**What you will do**
Every entry, from first to last, is to be retyped without any alteration.

**Dataset records**
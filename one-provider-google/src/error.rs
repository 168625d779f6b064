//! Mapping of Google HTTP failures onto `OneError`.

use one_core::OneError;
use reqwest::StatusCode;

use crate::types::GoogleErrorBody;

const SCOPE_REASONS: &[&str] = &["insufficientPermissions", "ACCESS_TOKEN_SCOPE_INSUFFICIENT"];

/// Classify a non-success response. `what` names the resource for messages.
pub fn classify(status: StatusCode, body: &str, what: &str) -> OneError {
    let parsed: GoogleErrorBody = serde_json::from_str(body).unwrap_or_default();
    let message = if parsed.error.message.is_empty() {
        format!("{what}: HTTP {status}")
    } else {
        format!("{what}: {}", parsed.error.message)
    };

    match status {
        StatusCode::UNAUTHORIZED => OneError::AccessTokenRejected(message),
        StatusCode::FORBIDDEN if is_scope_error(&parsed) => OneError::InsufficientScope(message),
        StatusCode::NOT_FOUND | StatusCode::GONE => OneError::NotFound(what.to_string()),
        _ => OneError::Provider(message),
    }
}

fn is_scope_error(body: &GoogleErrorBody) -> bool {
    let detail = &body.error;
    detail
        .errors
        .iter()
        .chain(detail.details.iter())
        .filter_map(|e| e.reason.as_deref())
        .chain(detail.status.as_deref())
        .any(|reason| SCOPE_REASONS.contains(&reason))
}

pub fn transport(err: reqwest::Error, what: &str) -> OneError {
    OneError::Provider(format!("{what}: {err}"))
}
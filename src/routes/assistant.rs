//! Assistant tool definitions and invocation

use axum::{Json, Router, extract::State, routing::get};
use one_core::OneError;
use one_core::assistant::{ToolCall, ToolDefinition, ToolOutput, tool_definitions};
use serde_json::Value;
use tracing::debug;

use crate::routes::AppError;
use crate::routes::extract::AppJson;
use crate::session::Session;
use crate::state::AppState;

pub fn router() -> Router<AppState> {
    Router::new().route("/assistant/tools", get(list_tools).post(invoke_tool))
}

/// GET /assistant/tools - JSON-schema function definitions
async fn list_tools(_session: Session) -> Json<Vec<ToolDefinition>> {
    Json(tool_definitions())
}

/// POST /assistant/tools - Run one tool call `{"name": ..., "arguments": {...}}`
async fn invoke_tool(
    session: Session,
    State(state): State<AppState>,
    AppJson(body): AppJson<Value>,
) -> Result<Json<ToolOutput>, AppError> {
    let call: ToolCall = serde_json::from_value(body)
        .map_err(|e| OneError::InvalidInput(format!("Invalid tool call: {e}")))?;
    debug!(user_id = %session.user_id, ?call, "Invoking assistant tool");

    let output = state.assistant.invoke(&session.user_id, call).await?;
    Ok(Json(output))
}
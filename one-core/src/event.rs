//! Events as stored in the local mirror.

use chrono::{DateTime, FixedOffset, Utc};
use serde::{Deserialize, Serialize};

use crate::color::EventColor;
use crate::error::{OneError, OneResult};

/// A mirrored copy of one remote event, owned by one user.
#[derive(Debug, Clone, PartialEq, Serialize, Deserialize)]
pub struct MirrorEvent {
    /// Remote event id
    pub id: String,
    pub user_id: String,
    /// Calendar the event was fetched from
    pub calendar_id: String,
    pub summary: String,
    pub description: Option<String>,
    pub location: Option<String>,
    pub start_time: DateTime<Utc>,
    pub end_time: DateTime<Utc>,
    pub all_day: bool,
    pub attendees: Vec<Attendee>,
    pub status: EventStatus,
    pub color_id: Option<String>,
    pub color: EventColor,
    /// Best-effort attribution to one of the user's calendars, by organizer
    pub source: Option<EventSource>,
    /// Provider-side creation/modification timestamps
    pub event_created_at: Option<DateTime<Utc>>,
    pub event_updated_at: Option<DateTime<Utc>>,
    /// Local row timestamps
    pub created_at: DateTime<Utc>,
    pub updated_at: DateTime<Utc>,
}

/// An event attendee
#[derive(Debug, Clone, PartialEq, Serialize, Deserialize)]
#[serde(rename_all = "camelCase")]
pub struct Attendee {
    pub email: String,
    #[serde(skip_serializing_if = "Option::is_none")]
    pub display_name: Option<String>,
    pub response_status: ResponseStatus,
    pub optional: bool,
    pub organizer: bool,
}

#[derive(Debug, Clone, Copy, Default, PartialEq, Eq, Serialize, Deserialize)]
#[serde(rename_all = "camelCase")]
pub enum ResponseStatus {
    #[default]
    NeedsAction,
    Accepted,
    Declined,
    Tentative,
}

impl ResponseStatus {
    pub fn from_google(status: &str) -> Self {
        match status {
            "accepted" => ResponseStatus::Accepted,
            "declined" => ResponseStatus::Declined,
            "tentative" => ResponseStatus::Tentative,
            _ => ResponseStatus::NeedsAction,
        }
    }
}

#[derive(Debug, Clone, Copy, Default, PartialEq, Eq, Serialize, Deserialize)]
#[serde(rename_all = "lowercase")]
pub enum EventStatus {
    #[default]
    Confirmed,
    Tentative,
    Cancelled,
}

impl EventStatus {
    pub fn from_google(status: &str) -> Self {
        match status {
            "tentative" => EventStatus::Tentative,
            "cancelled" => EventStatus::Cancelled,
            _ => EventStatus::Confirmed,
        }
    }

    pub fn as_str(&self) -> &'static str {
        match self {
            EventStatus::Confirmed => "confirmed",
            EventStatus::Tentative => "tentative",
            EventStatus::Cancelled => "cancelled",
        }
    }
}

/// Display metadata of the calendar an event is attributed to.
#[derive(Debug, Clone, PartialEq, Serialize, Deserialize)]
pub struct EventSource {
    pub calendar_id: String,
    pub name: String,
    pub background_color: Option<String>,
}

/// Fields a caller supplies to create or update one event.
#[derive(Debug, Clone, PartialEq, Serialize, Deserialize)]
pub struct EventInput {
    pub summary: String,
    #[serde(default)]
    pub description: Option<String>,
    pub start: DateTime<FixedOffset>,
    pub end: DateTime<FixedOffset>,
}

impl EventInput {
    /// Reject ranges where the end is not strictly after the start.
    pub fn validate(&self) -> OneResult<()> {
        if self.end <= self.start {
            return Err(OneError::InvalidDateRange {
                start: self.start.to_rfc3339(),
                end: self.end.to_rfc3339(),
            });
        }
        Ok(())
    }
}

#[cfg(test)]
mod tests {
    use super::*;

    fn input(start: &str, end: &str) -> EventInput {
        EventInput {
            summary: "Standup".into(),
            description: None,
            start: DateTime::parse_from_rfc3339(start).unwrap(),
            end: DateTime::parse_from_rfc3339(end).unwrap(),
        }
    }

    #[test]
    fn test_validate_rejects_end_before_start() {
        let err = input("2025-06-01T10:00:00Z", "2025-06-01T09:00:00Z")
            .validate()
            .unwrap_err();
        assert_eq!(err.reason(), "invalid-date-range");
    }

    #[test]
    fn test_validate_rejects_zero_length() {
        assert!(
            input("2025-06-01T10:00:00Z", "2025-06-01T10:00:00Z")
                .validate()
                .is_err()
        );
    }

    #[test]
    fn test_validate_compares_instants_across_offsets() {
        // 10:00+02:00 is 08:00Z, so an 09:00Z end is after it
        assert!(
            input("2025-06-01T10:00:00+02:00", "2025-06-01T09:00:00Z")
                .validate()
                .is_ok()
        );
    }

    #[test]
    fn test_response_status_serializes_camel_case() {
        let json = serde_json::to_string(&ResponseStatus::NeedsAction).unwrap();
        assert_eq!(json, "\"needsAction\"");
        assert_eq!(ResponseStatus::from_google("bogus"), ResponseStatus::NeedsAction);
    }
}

**Output for this task**
filename one-provider-google/src/error.rs
repository 168625d779f6b064
//! Mapping of Google HTTP failures onto `OneError`.

use one_core::OneError;
use reqwest::StatusCode;

use crate::types::GoogleErrorBody;

const SCOPE_REASONS: &[&str] = &["insufficientPermissions", "ACCESS_TOKEN_SCOPE_INSUFFICIENT"];

/// Classify a non-success response. `what` names the resource for messages.
pub fn classify(status: StatusCode, body: &str, what: &str) -> OneError {
    let parsed: GoogleErrorBody = serde_json::from_str(body).unwrap_or_default();
    let message = if parsed.error.message.is_empty() {
        format!("{what}: HTTP {status}")
    } else {
        format!("{what}: {}", parsed.error.message)
    };

    match status {
        StatusCode::UNAUTHORIZED => OneError::AccessTokenRejected(message),
        StatusCode::FORBIDDEN if is_scope_error(&parsed) => OneError::InsufficientScope(message),
        StatusCode::NOT_FOUND | StatusCode::GONE => OneError::NotFound(what.to_string()),
        _ => OneError::Provider(message),
    }
}

fn is_scope_error(body: &GoogleErrorBody) -> bool {
    let detail = &body.error;
    detail
        .errors
        .iter()
        .chain(detail.details.iter())
        .filter_map(|e| e.reason.as_deref())
        .chain(detail.status.as_deref())
        .any(|reason| SCOPE_REASONS.contains(&reason))
}

pub fn transport(err: reqwest::Error, what: &str) -> OneError {
    OneError::Provider(format!("{what}: {err}"))
}
filename src/routes/assistant.rs
//! Assistant tool definitions and invocation

use axum::{Json, Router, extract::State, routing::get};
use one_core::OneError;
use one_core::assistant::{ToolCall, ToolDefinition, ToolOutput, tool_definitions};
use serde_json::Value;
use tracing::debug;

use crate::routes::AppError;
use crate::routes::extract::AppJson;
use crate::session::Session;
use crate::state::AppState;

pub fn router() -> Router<AppState> {
    Router::new().route("/assistant/tools", get(list_tools).post(invoke_tool))
}

/// GET /assistant/tools - JSON-schema function definitions
async fn list_tools(_session: Session) -> Json<Vec<ToolDefinition>> {
    Json(tool_definitions())
}

/// POST /assistant/tools - Run one tool call `{"name": ..., "arguments": {...}}`
async fn invoke_tool(
    session: Session,
    State(state): State<AppState>,
    AppJson(body): AppJson<Value>,
) -> Result<Json<ToolOutput>, AppError> {
    let call: ToolCall = serde_json::from_value(body)
        .map_err(|e| OneError::InvalidInput(format!("Invalid tool call: {e}")))?;
    debug!(user_id = %session.user_id, ?call, "Invoking assistant tool");

    let output = state.assistant.invoke(&session.user_id, call).await?;
    Ok(Json(output))
}
filename one-core/src/event.rs
//! Events as stored in the local mirror.

use chrono::{DateTime, FixedOffset, Utc};
use serde::{Deserialize, Serialize};

use crate::color::EventColor;
use crate::error::{OneError, OneResult};

/// A mirrored copy of one remote event, owned by one user.
#[derive(Debug, Clone, PartialEq, Serialize, Deserialize)]
pub struct MirrorEvent {
    /// Remote event id
    pub id: String,
    pub user_id: String,
    /// Calendar the event was fetched from
    pub calendar_id: String,
    pub summary: String,
    pub description: Option<String>,
    pub location: Option<String>,
    pub start_time: DateTime<Utc>,
    pub end_time: DateTime<Utc>,
    pub all_day: bool,
    pub attendees: Vec<Attendee>,
    pub status: EventStatus,
    pub color_id: Option<String>,
    pub color: EventColor,
    /// Best-effort attribution to one of the user's calendars, by organizer
    pub source: Option<EventSource>,
    /// Provider-side creation/modification timestamps
    pub event_created_at: Option<DateTime<Utc>>,
    pub event_updated_at: Option<DateTime<Utc>>,
    /// Local row timestamps
    pub created_at: DateTime<Utc>,
    pub updated_at: DateTime<Utc>,
}

/// An event attendee
#[derive(Debug, Clone, PartialEq, Serialize, Deserialize)]
#[serde(rename_all = "camelCase")]
pub struct Attendee {
    pub email: String,
    #[serde(skip_serializing_if = "Option::is_none")]
    pub display_name: Option<String>,
    pub response_status: ResponseStatus,
    pub optional: bool,
    pub organizer: bool,
}

#[derive(Debug, Clone, Copy, Default, PartialEq, Eq, Serialize, Deserialize)]
#[serde(rename_all = "camelCase")]
pub enum ResponseStatus {
    #[default]
    NeedsAction,
    Accepted,
    Declined,
    Tentative,
}

impl ResponseStatus {
    pub fn from_google(status: &str) -> Self {
        match status {
            "accepted" => ResponseStatus::Accepted,
            "declined" => ResponseStatus::Declined,
            "tentative" => ResponseStatus::Tentative,
            _ => ResponseStatus::NeedsAction,
        }
    }
}

#[derive(Debug, Clone, Copy, Default, PartialEq, Eq, Serialize, Deserialize)]
#[serde(rename_all = "lowercase")]
pub enum EventStatus {
    #[default]
    Confirmed,
    Tentative,
    Cancelled,
}

impl EventStatus {
    pub fn from_google(status: &str) -> Self {
        match status {
            "tentative" => EventStatus::Tentative,
            "cancelled" => EventStatus::Cancelled,
            _ => EventStatus::Confirmed,
        }
    }

    pub fn as_str(&self) -> &'static str {
        match self {
            EventStatus::Confirmed => "confirmed",
            EventStatus::Tentative => "tentative",
            EventStatus::Cancelled => "cancelled",
        }
    }
}

/// Display metadata of the calendar an event is attributed to.
#[derive(Debug, Clone, PartialEq, Serialize, Deserialize)]
pub struct EventSource {
    pub calendar_id: String,
    pub name: String,
    pub background_color: Option<String>,
}

/// Fields a caller supplies to create or update one event.
#[derive(Debug, Clone, PartialEq, Serialize, Deserialize)]
pub struct EventInput {
    pub summary: String,
    #[serde(default)]
    pub description: Option<String>,
    pub start: DateTime<FixedOffset>,
    pub end: DateTime<FixedOffset>,
}

impl EventInput {
    /// Reject ranges where the end is not strictly after the start.
    pub fn validate(&self) -> OneResult<()> {
        if self.end <= self.start {
            return Err(OneError::InvalidDateRange {
                start: self.start.to_rfc3339(),
                end: self.end.to_rfc3339(),
            });
        }
        Ok(())
    }
}

#[cfg(test)]
mod tests {
    use super::*;

    fn input(start: &str, end: &str) -> EventInput {
        EventInput {
            summary: "Standup".into(),
            description: None,
            start: DateTime::parse_from_rfc3339(start).unwrap(),
            end: DateTime::parse_from_rfc3339(end).unwrap(),
        }
    }

    #[test]
    fn test_validate_rejects_end_before_start() {
        let err = input("2025-06-01T10:00:00Z", "2025-06-01T09:00:00Z")
            .validate()
            .unwrap_err();
        assert_eq!(err.reason(), "invalid-date-range");
    }

    #[test]
    fn test_validate_rejects_zero_length() {
        assert!(
            input("2025-06-01T10:00:00Z", "2025-06-01T10:00:00Z")
                .validate()
                .is_err()
        );
    }

    #[test]
    fn test_validate_compares_instants_across_offsets() {
        // 10:00+02:00 is 08:00Z, so an 09:00Z end is after it
        assert!(
            input("2025-06-01T10:00:00+02:00", "2025-06-01T09:00:00Z")
                .validate()
                .is_ok()
        );
    }

    #[test]
    fn test_response_status_serializes_camel_case() {
        let json = serde_json::to_string(&ResponseStatus::NeedsAction).unwrap();
        assert_eq!(json, "\"needsAction\"");
        assert_eq!(ResponseStatus::from_google("bogus"), ResponseStatus::NeedsAction);
    }
}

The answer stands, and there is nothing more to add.